SPD Ortsverein Horn

Mitgliederehrung im Ortsverein Horn

„Hadern ja, austreten nie!“

Udo Ellermeier ist seit 50 Jahren Mitglied der SPD

Bereits im Alter von 16 Jahren wurde Udo Ellermeier Mitglied der SPD. Der SPD-Ortsverein Horn und der Landtagsabgeordnete Dr. Dennis Maelzer ehrten ihn nun für 50-jährige Zugehörigkeit zur Partei. Zunächst arbeitete er mit in der Redaktion des „Kalleboten“, einer Jugendzeitung in seinem Heimatort Hohenhausen.

Sein beruflicher Weg führte ihn dann, nach Abitur und Studium, zur Lippe-Klinik in Bad Meinberg, wo er längjähriger Betriebsratsvorsitzender war.

Auch bei seinen anschließenden beruflichen Stationen konnte Udo Ellermeier sein ausgeprägtes soziales Engagement mit seiner beruflichen Tätigkeit verknüpfen, so zuletzt als Geschäftsführer des Evangelischen Johanneswerkes Bielefeld. Dort war er verantwortlich tätig für den Aufbau der Seniorenarbeit beim Johanneswerk und der Diakonie. Dabei lag ihm besonders die Verbesserung der Rahmenbedingungenen in der Pflege am Herzen. Dennis Maelzer fasste zusammen: „Bei Udo verbinden sich hohe fachliche Kompetenz und persönliche Glaubwürdigkeit.“ Der Jubilar fügte hinzu: „Die Loyalität zu den Schwachen waren mir immer ein besonderer Ansporn!“
Angesprochen auf die aktuelle Krise „seiner“ SPD kommentierte der Geehrte knapp. „Man darf hadern, aber nie austreten!“

Posthum gewürdigt für ebenfalls 50-jährige Zugehörigkeit wurde der im Sommer verstorbene Erich Gröne. Das langjährige Ratsmitglied gehörte zwischen 1970 und 1984 als Fraktionsvorsitzender der SPD zu den prägenden Persönlichkeiten im Horner Rathaus.
In stillem Gedenken für Erich Gröne erhoben sich die Anwesenden zu einer Schweigeminute.

Bild von links: Celil Celik, Petra Giesler; Georg-Friedrich Bartol, Udo Ellermeier, Joachim Giesler, Dr. Dennis Maelzer (MdL), Manfred Vogt

Dr. Dennis Maelzer (MdL) zu Gast im SPD Ortsverein Horn

Der SPD-Landtagsabgeordnete Dr.
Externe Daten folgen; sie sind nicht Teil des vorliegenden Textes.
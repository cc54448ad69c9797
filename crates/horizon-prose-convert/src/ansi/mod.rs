//! Conversion to ANSI-escaped terminal text.
//!
//! [`AnsiConverter`] emits SGR sequences at every change of formatting:
//! 24-bit colors, bold, underline, strike-through and italic. Text that
//! returns to the base font color gets the default-foreground sequence
//! rather than an explicit color.
//!
//! # Example
//!
//! ```
//! use horizon_prose_convert::{AnsiConverter, Converter};
//! use horizon_prose_text::{RichText, Style};
//!
//! let text = RichText::value_of("Hello ")
//!     + RichText::styled("world", &Style::bold())
//!     + RichText::value_of("!");
//!
//! let ansi = AnsiConverter::new().convert(&text);
//! assert_eq!(ansi, "Hello \x1b[1mworld\x1b[22m!");
//! ```

pub mod sequences;

use horizon_prose_text::logging::{PerfSpan, targets};
use horizon_prose_text::{AttrValue, Font, RichText, attr};

use crate::attribute_based::{AttributeBasedConverter, AttributeMapper, AttributeMappings};
use crate::protocol::Converter;
use sequences::{attr as sgr, color, toggle};

/// Converts rich text to a string with embedded SGR escape sequences.
#[derive(Debug, Clone)]
pub struct AnsiConverter {
    mappings: AttributeMappings,
    base_font: Font,
    reset: bool,
}

impl AnsiConverter {
    /// A converter with the default mappings.
    pub fn new() -> Self {
        Self::builder().build()
    }

    pub fn builder() -> AnsiConverterBuilder {
        AnsiConverterBuilder::new()
    }

    /// Whether output starts with a full attribute reset.
    pub fn emits_reset(&self) -> bool {
        self.reset
    }
}

impl Default for AnsiConverter {
    fn default() -> Self {
        Self::new()
    }
}

impl AttributeBasedConverter for AnsiConverter {
    fn mappings(&self) -> &AttributeMappings {
        &self.mappings
    }

    fn base_font(&self) -> &Font {
        &self.base_font
    }

    fn apply_font_change(&self, before: &Font, after: &Font, out: &mut String) {
        if before.color() != after.color() {
            if after.color() == self.base_font.color() {
                out.push_str(color::FG_DEFAULT);
            } else {
                out.push_str(&color::fg(after.color()));
            }
        }
        if before.is_bold() != after.is_bold() {
            out.push_str(toggle(after.is_bold(), sgr::BOLD, sgr::RESET_INTENSITY));
        }
        if before.is_underline() != after.is_underline() {
            out.push_str(toggle(after.is_underline(), sgr::UNDERLINE, sgr::RESET_UNDERLINE));
        }
        if before.is_strikethrough() != after.is_strikethrough() {
            out.push_str(toggle(
                after.is_strikethrough(),
                sgr::STRIKETHROUGH,
                sgr::RESET_STRIKETHROUGH,
            ));
        }
        if before.is_italic() != after.is_italic() {
            out.push_str(toggle(after.is_italic(), sgr::ITALIC, sgr::RESET_ITALIC));
        }
    }

    fn prologue(&self, out: &mut String) {
        if self.reset {
            out.push_str(sequences::RESET);
        }
    }
}

impl Converter for AnsiConverter {
    fn convert(&self, text: &RichText) -> String {
        let _span = PerfSpan::new("ansi_convert");
        tracing::debug!(target: targets::CONVERT, runs = text.run_count(), "converting to ANSI");
        self.convert_runs(text)
    }
}

static_assertions::assert_impl_all!(AnsiConverter: Send, Sync);

fn background_mapper() -> AttributeMapper {
    AttributeMapper::new(|_, after| match after.and_then(AttrValue::as_color) {
        Some(background) => color::bg(background),
        None => color::BG_DEFAULT.to_string(),
    })
}

/// Builder for [`AnsiConverter`].
#[derive(Debug, Clone)]
pub struct AnsiConverterBuilder {
    mappings: AttributeMappings,
    base_font: Font,
    reset: bool,
}

impl AnsiConverterBuilder {
    /// A builder preloaded with the default background-color mapping.
    pub fn new() -> Self {
        let mut mappings = AttributeMappings::new();
        mappings.map(attr::BACKGROUND_COLOR, background_mapper());
        Self {
            mappings,
            ..Self::blank()
        }
    }

    /// A builder without any attribute mappings.
    pub fn blank() -> Self {
        Self {
            mappings: AttributeMappings::new(),
            base_font: Font::default(),
            reset: false,
        }
    }

    /// Set the font unformatted text is assumed to be displayed in.
    pub fn base_font(mut self, font: Font) -> Self {
        self.base_font = font;
        self
    }

    /// Start the output with a full attribute reset.
    pub fn reset(mut self, reset: bool) -> Self {
        self.reset = reset;
        self
    }

    /// Add a mapper for `key`; it runs after any mapper already registered.
    ///
    /// Mappers for font keys such as [`attr::FONT_WEIGHT`] run after the
    /// built-in font sequences.
    pub fn map<F>(mut self, key: &str, mapper: F) -> Self
    where
        F: Fn(Option<&AttrValue>, Option<&AttrValue>) -> String + Send + Sync + 'static,
    {
        self.mappings.map(key, AttributeMapper::new(mapper));
        self
    }

    /// Replace every mapper for `key` with `mapper`.
    pub fn replace_mapping<F>(mut self, key: &str, mapper: F) -> Self
    where
        F: Fn(Option<&AttrValue>, Option<&AttrValue>) -> String + Send + Sync + 'static,
    {
        self.mappings.replace_mapping(key, AttributeMapper::new(mapper));
        self
    }

    pub fn build(self) -> AnsiConverter {
        AnsiConverter {
            mappings: self.mappings,
            base_font: self.base_font,
            reset: self.reset,
        }
    }
}

impl Default for AnsiConverterBuilder {
    fn default() -> Self {
        Self::new()
    }
}

#[cfg(test)]
mod tests {
    use super::*;
    use horizon_prose_text::{Color, RichTextBuilder, Style};

    fn init_logging() {
        let _ = tracing_subscriber::fmt()
            .with_test_writer()
            .with_max_level(tracing::Level::TRACE)
            .try_init();
    }

    #[test]
    fn bold_word() {
        let text = RichText::value_of("Hello ")
            + RichText::styled("world", &Style::bold())
            + RichText::value_of("!");
        assert_eq!(AnsiConverter::new().convert(&text), "Hello \x1b[1mworld\x1b[22m!");
    }

    #[test]
    fn trailing_style_is_closed() {
        let text = RichText::value_of("a") + RichText::styled("b", &Style::italic());
        assert_eq!(AnsiConverter::new().convert(&text), "a\x1b[3mb\x1b[23m");
    }

    #[test]
    fn reset_prefix() {
        let converter = AnsiConverter::builder().reset(true).build();
        assert!(converter.emits_reset());
        assert_eq!(converter.convert(&RichText::value_of("x")), "\x1b[0mx");
    }

    #[test]
    fn color_returns_to_default() {
        let text = RichText::styled("red", &Style::red()) + RichText::value_of(" plain");
        assert_eq!(
            AnsiConverter::new().convert(&text),
            "\x1b[38;2;255;0;0mred\x1b[39m plain"
        );
    }

    #[test]
    fn explicit_base_color_is_default() {
        let converter = AnsiConverter::builder()
            .base_font(Font::default().with_color(Color::WHITE))
            .build();
        let text = RichText::styled("w", &Style::white()) + RichText::styled("b", &Style::black());
        assert_eq!(converter.convert(&text), "w\x1b[38;2;0;0;0mb\x1b[39m");
    }

    #[test]
    fn font_attributes_in_fixed_order() {
        let loud = Style::builder("loud").italic().underline().bold().build();
        let text = RichText::styled("x", &loud);
        assert_eq!(
            AnsiConverter::new().convert(&text),
            "\x1b[1m\x1b[4m\x1b[3mx\x1b[22m\x1b[24m\x1b[23m"
        );
    }

    #[test]
    fn nested_styles_only_emit_changes() {
        let mut builder = RichTextBuilder::new();
        builder.push_style(&Style::bold());
        builder.append("a");
        builder.push_style(&Style::line_through());
        builder.append("b");
        builder.pop_style(&Style::line_through());
        builder.append("c");
        builder.pop_style(&Style::bold());
        let text = builder.to_rich_text();

        assert_eq!(
            AnsiConverter::new().convert(&text),
            "\x1b[1ma\x1b[9mb\x1b[29mc\x1b[22m"
        );
    }

    #[test]
    fn background_mapping() {
        let highlight = Style::builder("hl").background_color(Color::YELLOW).build();
        let text = RichText::styled("hi", &highlight) + RichText::value_of("!");
        assert_eq!(
            AnsiConverter::new().convert(&text),
            "\x1b[48;2;255;255;0mhi\x1b[49m!"
        );
        assert_eq!(AnsiConverterBuilder::blank().build().convert(&text), "hi!");
    }

    #[test]
    fn custom_mappings_compose_and_replace() {
        let highlight = Style::builder("hl").background_color(Color::YELLOW).build();
        let text = RichText::styled("hi", &highlight);

        let composed = AnsiConverter::builder()
            .map(attr::BACKGROUND_COLOR, |_, after| {
                if after.is_some() { "<".into() } else { ">".into() }
            })
            .build();
        assert_eq!(composed.convert(&text), "\x1b[48;2;255;255;0m<hi\x1b[49m>");

        let replaced = AnsiConverter::builder()
            .replace_mapping(attr::BACKGROUND_COLOR, |_, _| "*".into())
            .build();
        assert_eq!(replaced.convert(&text), "*hi*");
    }

    #[test]
    fn conversion_is_repeatable() {
        init_logging();
        let converter = AnsiConverter::new();
        let text = RichText::styled("a", &Style::underline()) + RichText::value_of("b");
        assert_eq!(converter.convert(&text), converter.convert(&text));
    }

    #[test]
    fn font_key_mapping_runs_after_sequences() {
        let converter = AnsiConverter::builder()
            .map(attr::FONT_WEIGHT, |_, after| {
                if after.is_some() { "<w>".into() } else { "</w>".into() }
            })
            .build();
        let text = RichText::styled("x", &Style::bold());
        assert_eq!(converter.convert(&text), "\x1b[1m<w>x\x1b[22m</w>");
    }
}
pub mod hyper_client;
pub mod relay;
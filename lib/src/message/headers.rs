use std::{collections::BTreeMap, fmt};

use serde::{Deserialize, Serialize};

/// Ordered header multimap.
///
/// Names are matched case-insensitively for lookup and removal, but stored
/// as given: duplicates, case and order reach the wire untouched, which is
/// what malformed input tests need.
#[derive(Debug, Clone, PartialEq, Eq, Default, Serialize, Deserialize)]
#[serde(transparent)]
pub struct HeaderList(Vec<(String, String)>);

impl HeaderList {
    pub fn new() -> Self {
        HeaderList(Vec::new())
    }

    pub fn add(&mut self, name: impl Into<String>, value: impl Into<String>) {
        self.0.push((name.into(), value.into()));
    }

    /// first value for this name
    pub fn get(&self, name: &str) -> Option<&str> {
        self.0
            .iter()
            .find(|(key, _)| key.eq_ignore_ascii_case(name))
            .map(|(_, value)| value.as_str())
    }

    pub fn get_all(&self, name: &str) -> Vec<&str> {
        self.0
            .iter()
            .filter(|(key, _)| key.eq_ignore_ascii_case(name))
            .map(|(_, value)| value.as_str())
            .collect()
    }

    /// last value for this name, the one that counts for most framing headers
    pub fn get_last(&self, name: &str) -> Option<&str> {
        self.0
            .iter()
            .rev()
            .find(|(key, _)| key.eq_ignore_ascii_case(name))
            .map(|(_, value)| value.as_str())
    }

    pub fn contains(&self, name: &str) -> bool {
        self.0.iter().any(|(key, _)| key.eq_ignore_ascii_case(name))
    }

    /// Replace the value of the first instance, keeping its name as stored,
    /// and drop the other instances. Appends if the name is absent.
    pub fn set(&mut self, name: impl Into<String>, value: impl Into<String>) {
        let name = name.into();
        let mut value = Some(value.into());
        self.0.retain_mut(|(key, current)| {
            if !key.eq_ignore_ascii_case(&name) {
                return true;
            }
            match value.take() {
                Some(value) => {
                    *current = value;
                    true
                }
                None => false,
            }
        });
        if let Some(value) = value {
            self.0.push((name, value));
        }
    }

    /// Remove every instance, returns how many were removed
    pub fn remove_all(&mut self, name: &str) -> usize {
        let before = self.0.len();
        self.0.retain(|(key, _)| !key.eq_ignore_ascii_case(name));
        before - self.0.len()
    }

    pub fn retain<F>(&mut self, mut keep: F)
    where
        F: FnMut(&str, &str) -> bool,
    {
        self.0.retain(|(name, value)| keep(name, value));
    }

    pub fn iter(&self) -> impl Iterator<Item = (&str, &str)> {
        self.0
            .iter()
            .map(|(name, value)| (name.as_str(), value.as_str()))
    }

    pub fn len(&self) -> usize {
        self.0.len()
    }

    pub fn is_empty(&self) -> bool {
        self.0.is_empty()
    }

    /// lowercase name to values in order of appearance, used for comparisons
    pub fn as_lowercase_map(&self) -> BTreeMap<String, Vec<String>> {
        let mut map: BTreeMap<String, Vec<String>> = BTreeMap::new();
        for (name, value) in &self.0 {
            map.entry(name.to_ascii_lowercase())
                .or_default()
                .push(value.clone());
        }
        map
    }
}

impl<N: Into<String>, V: Into<String>> FromIterator<(N, V)> for HeaderList {
    fn from_iter<T: IntoIterator<Item = (N, V)>>(iter: T) -> Self {
        HeaderList(
            iter.into_iter()
                .map(|(name, value)| (name.into(), value.into()))
                .collect(),
        )
    }
}

impl<N: Into<String>, V: Into<String>> Extend<(N, V)> for HeaderList {
    fn extend<T: IntoIterator<Item = (N, V)>>(&mut self, iter: T) {
        self.0.extend(
            iter.into_iter()
                .map(|(name, value)| (name.into(), value.into())),
        );
    }
}

impl fmt::Display for HeaderList {
    fn fmt(&self, f: &mut fmt::Formatter<'_>) -> fmt::Result {
        for (name, value) in &self.0 {
            write!(f, "{name}: {value}\r\n")?;
        }
        Ok(())
    }
}

#[cfg(test)]
mod tests {
    use super::*;

    fn sample() -> HeaderList {
        [
            ("Host", "localhost"),
            ("X-Dup", "1"),
            ("content-type", "text/html"),
            ("x-dup", "2"),
        ]
        .into_iter()
        .collect()
    }

    #[test]
    fn lookup_is_case_insensitive() {
        let headers = sample();
        assert_eq!(headers.get("HOST"), Some("localhost"));
        assert_eq!(headers.get_all("X-DUP"), vec!["1", "2"]);
        assert_eq!(headers.get_last("x-dup"), Some("2"));
        assert!(headers.contains("Content-Type"));
        assert!(!headers.contains("Content-Length"));
    }

    #[test]
    fn storage_keeps_order_and_case() {
        let headers = sample();
        let names: Vec<&str> = headers.iter().map(|(name, _)| name).collect();
        assert_eq!(names, vec!["Host", "X-Dup", "content-type", "x-dup"]);
        assert_eq!(
            headers.to_string(),
            "Host: localhost\r\nX-Dup: 1\r\ncontent-type: text/html\r\nx-dup: 2\r\n"
        );
    }

    #[test]
    fn set_replaces_first_and_drops_duplicates() {
        let mut headers = sample();
        headers.set("X-DUP", "3");
        assert_eq!(headers.get_all("x-dup"), vec!["3"]);
        let names: Vec<&str> = headers.iter().map(|(name, _)| name).collect();
        assert_eq!(names, vec!["Host", "X-Dup", "content-type"]);

        headers.set("Via", "1.1 tandem");
        assert_eq!(headers.iter().last(), Some(("Via", "1.1 tandem")));
    }

    #[test]
    fn remove_all_and_map() {
        let mut headers = sample();
        assert_eq!(headers.remove_all("X-Dup"), 2);
        assert_eq!(headers.remove_all("X-Dup"), 0);
        headers.add("HOST", "other");
        let map = headers.as_lowercase_map();
        assert_eq!(map["host"], vec!["localhost".to_owned(), "other".to_owned()]);
        assert_eq!(map.len(), 2);
    }

    #[test]
    fn empty_names_are_kept() {
        let mut headers = HeaderList::new();
        headers.add("", "no name");
        assert_eq!(headers.len(), 1);
        assert_eq!(headers.to_string(), ": no name\r\n");
    }
}
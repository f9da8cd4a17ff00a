//! Comparison of observed messages with the declared ones.

use std::{collections::BTreeMap, fmt, time::Duration};

use crate::message::{date::parse_http_date, Message, StartLine};

/// `Warning` values an intermediary may add on its own
pub const REGISTERED_WARNINGS: &[&str] = &[
    "110 - Response is stale",
    "111 - Revalidation Failed",
    "112 - Disconnected Operation",
    "113 - Heuristic Expiration",
    "199 - Miscellaneous Warning",
    "214 - Transformation Applied",
    "299 - Miscellaneous Persistent Warning",
];

/// One difference between a declared and an observed message
#[derive(Debug, Clone, PartialEq, Eq)]
pub enum Diff {
    /// method, uri, status, reason, version, or message kind
    StartLine {
        field: &'static str,
        expected: String,
        received: String,
    },
    Header {
        name: String,
        expected: Vec<String>,
        received: Vec<String>,
    },
    Trailer {
        name: String,
        expected: Vec<String>,
        received: Vec<String>,
    },
    Body {
        expected_len: usize,
        received_len: usize,
        /// offset of the first differing byte
        offset: usize,
    },
    /// the message was cut by a connection close
    Incomplete,
}

impl fmt::Display for Diff {
    fn fmt(&self, f: &mut fmt::Formatter<'_>) -> fmt::Result {
        match self {
            Diff::StartLine {
                field,
                expected,
                received,
            } => write!(f, "{field}: expected '{expected}', received '{received}'"),
            Diff::Header {
                name,
                expected,
                received,
            } => write!(f, "header {name}: expected {expected:?}, received {received:?}"),
            Diff::Trailer {
                name,
                expected,
                received,
            } => write!(f, "trailer {name}: expected {expected:?}, received {received:?}"),
            Diff::Body {
                expected_len,
                received_len,
                offset,
            } => write!(
                f,
                "body: expected {expected_len} bytes, received {received_len}, first difference at byte {offset}"
            ),
            Diff::Incomplete => write!(f, "message cut by a connection close"),
        }
    }
}

pub trait Comparator: fmt::Debug {
    fn compare(&self, expected: &Message, received: &Message) -> Vec<Diff>;
}

/// Field by field comparison.
///
/// Header names compare case-insensitively and values exactly, in order,
/// except for the fields an intermediary legitimately alters:
/// * `Date` only needs to be within the tolerance when both sides have one,
/// * `Age` only needs to grow, or be a valid age when not declared,
/// * `Connection` may be dropped, or added as `close` or `keep-alive`,
/// * `Warning` may be added from the registered list.
#[derive(Debug, Clone)]
pub struct FieldComparator {
    pub date_tolerance: Duration,
    /// lowercase names left out of the comparison
    pub ignored_headers: Vec<String>,
    pub compare_body: bool,
}

impl Default for FieldComparator {
    fn default() -> Self {
        FieldComparator {
            date_tolerance: Duration::from_secs(5),
            ignored_headers: Vec::new(),
            compare_body: true,
        }
    }
}

impl FieldComparator {
    pub fn new(date_tolerance: Duration) -> Self {
        FieldComparator {
            date_tolerance,
            ..Default::default()
        }
    }

    pub fn ignore_header(mut self, name: &str) -> Self {
        self.ignored_headers.push(name.to_ascii_lowercase());
        self
    }

    pub fn without_body(mut self) -> Self {
        self.compare_body = false;
        self
    }

    fn compare_start_line(expected: &Message, received: &Message, diffs: &mut Vec<Diff>) {
        let mut field = |field, expected: &str, received: &str| {
            if expected != received {
                diffs.push(Diff::StartLine {
                    field,
                    expected: expected.to_owned(),
                    received: received.to_owned(),
                });
            }
        };
        match (&expected.start, &received.start) {
            (
                StartLine::Request { method, uri },
                StartLine::Request {
                    method: received_method,
                    uri: received_uri,
                },
            ) => {
                field("method", method, received_method);
                field("uri", uri, received_uri);
            }
            (
                StartLine::Response { status, reason },
                StartLine::Response {
                    status: received_status,
                    reason: received_reason,
                },
            ) => {
                field("status", &status.to_string(), &received_status.to_string());
                field(
                    "reason",
                    reason.as_deref().unwrap_or_default(),
                    received_reason.as_deref().unwrap_or_default(),
                );
            }
            (expected_start, _) => field(
                "kind",
                kind(expected_start),
                kind(&received.start),
            ),
        }
        field("version", expected.version.as_str(), received.version.as_str());
    }

    fn compare_fields(
        &self,
        mut expected: BTreeMap<String, Vec<String>>,
        mut received: BTreeMap<String, Vec<String>>,
    ) -> Vec<(String, Vec<String>, Vec<String>)> {
        for name in &self.ignored_headers {
            expected.remove(name);
            received.remove(name);
        }

        let mut mismatches = Vec::new();
        let mut mismatch = |name: &str, expected: Vec<String>, received: Vec<String>| {
            mismatches.push((name.to_owned(), expected, received));
        };

        if expected.get("date").map_or(0, Vec::len) == 1
            && received.get("date").map_or(0, Vec::len) == 1
        {
            let expected_date = expected.remove("date").unwrap_or_default();
            let received_date = received.remove("date").unwrap_or_default();
            if !self.dates_match(&expected_date[0], &received_date[0]) {
                mismatch("date", expected_date, received_date);
            }
        }

        let expected_age = expected.remove("age").unwrap_or_default();
        let received_age = received.remove("age").unwrap_or_default();
        let age_ok = match (expected_age.as_slice(), received_age.as_slice()) {
            ([expected], [received]) => {
                matches!((parse_age(expected), parse_age(received)), (Some(e), Some(r)) if r >= e)
            }
            (_, []) => true,
            (_, [received]) => parse_age(received).is_some(),
            _ => false,
        };
        if !age_ok {
            mismatch("age", expected_age, received_age);
        }

        let expected_connection = expected.remove("connection").unwrap_or_default();
        let received_connection = received.remove("connection").unwrap_or_default();
        let connection_ok = if !expected_connection.is_empty() && !received_connection.is_empty() {
            expected_connection == received_connection
        } else {
            match received_connection.as_slice() {
                [] => true,
                [value] => value == "close" || value == "keep-alive",
                _ => false,
            }
        };
        if !connection_ok {
            mismatch("connection", expected_connection, received_connection);
        }

        let expected_warning = expected.remove("warning").unwrap_or_default();
        let received_warning = received.remove("warning").unwrap_or_default();
        let warning_ok = if !expected_warning.is_empty() && !received_warning.is_empty() {
            expected_warning == received_warning
        } else {
            received_warning
                .iter()
                .all(|warning| REGISTERED_WARNINGS.contains(&warning.as_str()))
        };
        if !warning_ok {
            mismatch("warning", expected_warning, received_warning);
        }

        let mut names: Vec<&String> = expected.keys().chain(received.keys()).collect();
        names.sort_unstable();
        names.dedup();
        for name in names {
            let expected_values = expected.get(name).cloned().unwrap_or_default();
            let received_values = received.get(name).cloned().unwrap_or_default();
            if expected_values != received_values {
                mismatch(name.as_str(), expected_values, received_values);
            }
        }
        mismatches
    }

    /// within half the tolerance on each side
    fn dates_match(&self, expected: &str, received: &str) -> bool {
        match (parse_http_date(expected), parse_http_date(received)) {
            (Some(expected), Some(received)) => {
                let half = self.date_tolerance.as_secs_f64() / 2.0;
                let delta = (received - expected).as_seconds_f64();
                delta.abs() <= half
            }
            _ => expected == received,
        }
    }
}

fn kind(start: &StartLine) -> &'static str {
    match start {
        StartLine::Request { .. } => "request",
        StartLine::Response { .. } => "response",
    }
}

fn parse_age(value: &str) -> Option<u64> {
    value.trim().parse().ok()
}

impl Comparator for FieldComparator {
    fn compare(&self, expected: &Message, received: &Message) -> Vec<Diff> {
        let mut diffs = Vec::new();
        FieldComparator::compare_start_line(expected, received, &mut diffs);

        for (name, expected, received) in self.compare_fields(
            expected.headers.as_lowercase_map(),
            received.headers.as_lowercase_map(),
        ) {
            diffs.push(Diff::Header {
                name,
                expected,
                received,
            });
        }
        for (name, expected, received) in self.compare_fields(
            expected.trailers.as_lowercase_map(),
            received.trailers.as_lowercase_map(),
        ) {
            diffs.push(Diff::Trailer {
                name,
                expected,
                received,
            });
        }

        if self.compare_body && expected.body != received.body {
            let offset = expected
                .body
                .iter()
                .zip(&received.body)
                .take_while(|(a, b)| a == b)
                .count();
            diffs.push(Diff::Body {
                expected_len: expected.body.len(),
                received_len: received.body.len(),
                offset,
            });
        }
        if expected.complete && !received.complete {
            diffs.push(Diff::Incomplete);
        }
        diffs
    }
}

/// Which message of a step a problem is about
#[derive(Debug, Clone, Copy, PartialEq, Eq)]
pub enum Subject {
    Response,
    ForwardedRequest,
}

impl fmt::Display for Subject {
    fn fmt(&self, f: &mut fmt::Formatter<'_>) -> fmt::Result {
        match self {
            Subject::Response => write!(f, "response"),
            Subject::ForwardedRequest => write!(f, "forwarded request"),
        }
    }
}

#[derive(Debug, Clone, PartialEq, Eq)]
pub enum Mismatch {
    /// declared but never observed before the deadline
    Missing(Subject),
    /// observed while none was declared
    Unexpected(Subject),
    /// bytes that could not be parsed as a message
    Malformed { subject: Subject, diagnostic: String },
    Field { subject: Subject, diff: Diff },
    /// filter precondition, pairing or eviction problem
    Violation(String),
}

impl fmt::Display for Mismatch {
    fn fmt(&self, f: &mut fmt::Formatter<'_>) -> fmt::Result {
        match self {
            Mismatch::Missing(subject) => write!(f, "no {subject} received"),
            Mismatch::Unexpected(subject) => write!(f, "unexpected {subject}"),
            Mismatch::Malformed {
                subject,
                diagnostic,
            } => write!(f, "malformed {subject}: {diagnostic}"),
            Mismatch::Field { subject, diff } => write!(f, "{subject} {diff}"),
            Mismatch::Violation(message) => write!(f, "violation: {message}"),
        }
    }
}

/// Outcome of one step
#[derive(Debug, Clone, PartialEq, Eq)]
pub struct ExpectationResult {
    pub step: usize,
    pub diffs: Vec<Mismatch>,
}

impl ExpectationResult {
    pub fn new(step: usize) -> Self {
        ExpectationResult {
            step,
            diffs: Vec::new(),
        }
    }

    pub fn is_pass(&self) -> bool {
        self.diffs.is_empty()
    }

    pub fn push_diffs(&mut self, subject: Subject, diffs: Vec<Diff>) {
        self.diffs
            .extend(diffs.into_iter().map(|diff| Mismatch::Field { subject, diff }));
    }

    /// the declared response or forwarded request never arrived
    pub fn is_unmatched(&self) -> bool {
        self.diffs
            .iter()
            .any(|diff| matches!(diff, Mismatch::Missing(_)))
    }
}
//! End to end scenarios: the orchestrator drives a client and an origin
//! around [`mock::relay`], a threaded TCP relay standing in for the
//! intermediary under test.

pub mod mock;
#[cfg(test)]
mod tests;

pub const BUFFER_SIZE: usize = 4096;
Dennis Maelzer berichtete im Anschluss an die Ehrungen aus der Arbeit der SPD-Landtagsfraktion in Düsseldorf.

In seinen Ausführungen stellte Dennis Maelzer der Landesregierung kein gutes Zwischenzeugnis aus: „Eine gestaltende Kraft ist nicht erkennbar.“ Weder würden Schwerpunkte in der Wirtschaftspolitik sichtbar noch die versprochene Wende in der Verkehrspolitik angepackt. „Mit dem Trauerspiel um die Gauseköte haben wir ein Symbol der bürokratischer Unfähigkeit vor unserer Haustür“, machte Maelzer seinem Ärger Luft.

Auch zur aktuellen Situation in Horn verdeutlichte Dennis Maelzer, dass er, zusammen mit der lippischen SPD, zur Stärkung des ländlichen Raumes weiterhin für eine höhere Polizeidichte eintrete. „Unsere alte Forderung bleibt: ein Beamter pro 5000 Einwohner!“ Das bedeute für Lippe 37 zusätzliche Polizeistellen.

Der Landtagsabgeordnete stimmte der Ansicht der  SPD in Horn-Bad Meinberg zu, dass ohne Hilfe des Landes NRW das Problem der Elendsvermietung im Historischen Stadtkern kaum zu lösen sei, das Land müsse unbedingt Fördermittel zum Ankauf von Problemimmobilien bereit stellen. Diese müssten dann aber auch von der Stadt abgerufen und entsprechend eingesetzt werden.